I have outsmarted a pair of mourning doves. Yay me.
Last summer, we had hanging pots of flowers on the porch that opens off our bedroom. I overestimated how much sun would hit them, and they didn't do very well. After they all died, I just left the pots there because I wanted to use them again this year, but had nowhere else to store them. This spring, a couple of mourning dove decided one of the pots would be a great place to build a nest and hatch a pair of offspring. We thought this was adorable, and Dano enjoyed looking at the birds out our window every morning, especially after the babies hatched. We didn't mind them being there, because it was too cold out for us to plant flowers in the pots anyway.
So the baby doves hatched and grew and flew away with their parents. Yay!

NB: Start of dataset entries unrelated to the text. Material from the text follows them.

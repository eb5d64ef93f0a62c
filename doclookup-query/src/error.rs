//! Error types for lookup operations.
//!
//! Every failure carries an [`ErrorCode`] for programmatic handling and a
//! human-readable message that is safe to return to clients.
//!
//! Error codes follow a pattern: L{category}{number}
//! - 1xxx: Request errors (missing parameter, disallowed field)
//! - 2xxx: Lookup outcomes (not found)
//! - 3xxx: Infrastructure errors (connection, driver)
//! - 7xxx: Configuration errors
//!
//! ```rust
//! use doclookup_query::{ErrorCode, LookupError};
//!
//! let err = LookupError::not_found();
//! assert_eq!(err.code, ErrorCode::RecordNotFound);
//! assert_eq!(err.message, "Not found");
//! assert_eq!(err.to_string(), "[L2001] Not found");
//! ```

use std::fmt;
use thiserror::Error;

/// Result type for lookup operations.
pub type LookupResult<T> = Result<T, LookupError>;

/// Error codes for programmatic error handling.
#[derive(Debug, Clone, Copy, PartialEq, Eq, Hash)]
pub enum ErrorCode {
    /// Required query parameter missing (L1001).
    MissingParameter = 1001,
    /// Field is not in the allow-list (L1002).
    FieldNotAllowed = 1002,

    /// No document matched (L2001).
    RecordNotFound = 2001,

    /// Database connection failed (L3001).
    ConnectionFailed = 3001,
    /// General database error (L3002).
    DatabaseError = 3002,

    /// Missing configuration (L7001).
    MissingConfiguration = 7001,
}

impl ErrorCode {
    /// Get the error code string (e.g., "L1001").
    pub fn code(&self) -> String {
        format!("L{}", *self as u16)
    }

    /// Whether the error was caused by the request rather than the service.
    pub fn is_client_error(&self) -> bool {
        matches!(self, Self::MissingParameter | Self::FieldNotAllowed)
    }
}

impl fmt::Display for ErrorCode {
    fn fmt(&self, f: &mut fmt::Formatter<'_>) -> fmt::Result {
        write!(f, "{}", self.code())
    }
}

/// Errors that can occur while resolving or executing a lookup.
#[derive(Error, Debug)]
pub struct LookupError {
    /// The error code.
    pub code: ErrorCode,
    /// The client-facing message.
    pub message: String,
    /// The source error (if any).
    #[source]
    pub source: Option<Box<dyn std::error::Error + Send + Sync>>,
}

impl fmt::Display for LookupError {
    fn fmt(&self, f: &mut fmt::Formatter<'_>) -> fmt::Result {
        write!(f, "[{}] {}", self.code.code(), self.message)
    }
}

impl LookupError {
    /// Create a new error with the given code and message.
    pub fn new(code: ErrorCode, message: impl Into<String>) -> Self {
        Self {
            code,
            message: message.into(),
            source: None,
        }
    }

    /// Set the source error.
    pub fn with_source<E: std::error::Error + Send + Sync + 'static>(mut self, source: E) -> Self {
        self.source = Some(Box::new(source));
        self
    }

    /// Create a missing parameter error.
    pub fn missing_parameter(message: impl Into<String>) -> Self {
        Self::new(ErrorCode::MissingParameter, message)
    }

    /// Create a disallowed field error listing the accepted fields.
    pub fn field_not_allowed(allowed: &str) -> Self {
        Self::new(
            ErrorCode::FieldNotAllowed,
            format!("Field not allowed. Use one of: {}", allowed),
        )
    }

    /// Create a not found error.
    pub fn not_found() -> Self {
        Self::new(ErrorCode::RecordNotFound, "Not found")
    }

    /// Create a connection error.
    pub fn connection(message: impl Into<String>) -> Self {
        Self::new(ErrorCode::ConnectionFailed, message)
    }

    /// Create a database error.
    pub fn database(message: impl Into<String>) -> Self {
        Self::new(ErrorCode::DatabaseError, message)
    }

    /// Create a missing configuration error.
    pub fn missing_configuration(message: impl Into<String>) -> Self {
        Self::new(ErrorCode::MissingConfiguration, message)
    }

    /// Check if this is a validation error.
    pub fn is_validation(&self) -> bool {
        self.code.is_client_error()
    }

    /// Check if this is a not found outcome.
    pub fn is_not_found(&self) -> bool {
        self.code == ErrorCode::RecordNotFound
    }

    /// Check if this is a configuration error.
    pub fn is_configuration(&self) -> bool {
        self.code == ErrorCode::MissingConfiguration
    }
}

A few days later, the mommy and daddy birds were back. Before we managed to put any flowers in those pots, they laid another pair of eggs. We sighed. We rolled our eyes. We resigned ourselves to another month of not being able to use our porch, for fear of disturbing them. Eventually, I planted impatiens and begonias in the four pots they weren't nesting in, and reserved enough flowers for "their" pot so I could plant them as soon as they vacated.
(We actually don't know that this is the same pair, but they seemed very focused on using the same pot again, so we assume they are. But according to Wikipedia, mourning doves can hatch up to 6 clutches of eggs a year.)
All went well -- both babies hatched, ate a great deal of regurgitated whatever, and eventually flew away. After we saw no birds for 24 hours, we assumed they'd moved on, and I planted the reserved flowers in the hanging pot.
Yesterday morning, they were back. Trying to nest in that pot again. Smooshing down my flowers. Cowboy went out and shooed them away several times while he was getting dressed, and left me to defend the fort when he went to work. I spent two hours running out onto the porch every five minutes or so to clap my hands and yell and wave plastic bags to scare away the birds. They kept coming back. And they began to build another nest. I threw away the twigs they brought, and they just came back with more.
I thought about making a scarecrow. I considered wrapping all the plants in plastic wrap until they got bored and left. I thought about playing loud music on the porch.
And then I realized there was a very simple solution: no hanging flower pots, no nesting spot. I brought in the pots and put them in the pantry, which has lots of light, as well as a baby gate that keeps a certain little mister out.
The birds were extremely confused. They spent several hours perching on the porch railing, craning their necks around to look for the missing flower pots. Periodically, one or the other would fly up a couple feet, to where the pots formerly had been, and flutter around. Maybe they thought the pots had just turned invisible or something. At any rate, by noon, they gave up. We haven't seen them since.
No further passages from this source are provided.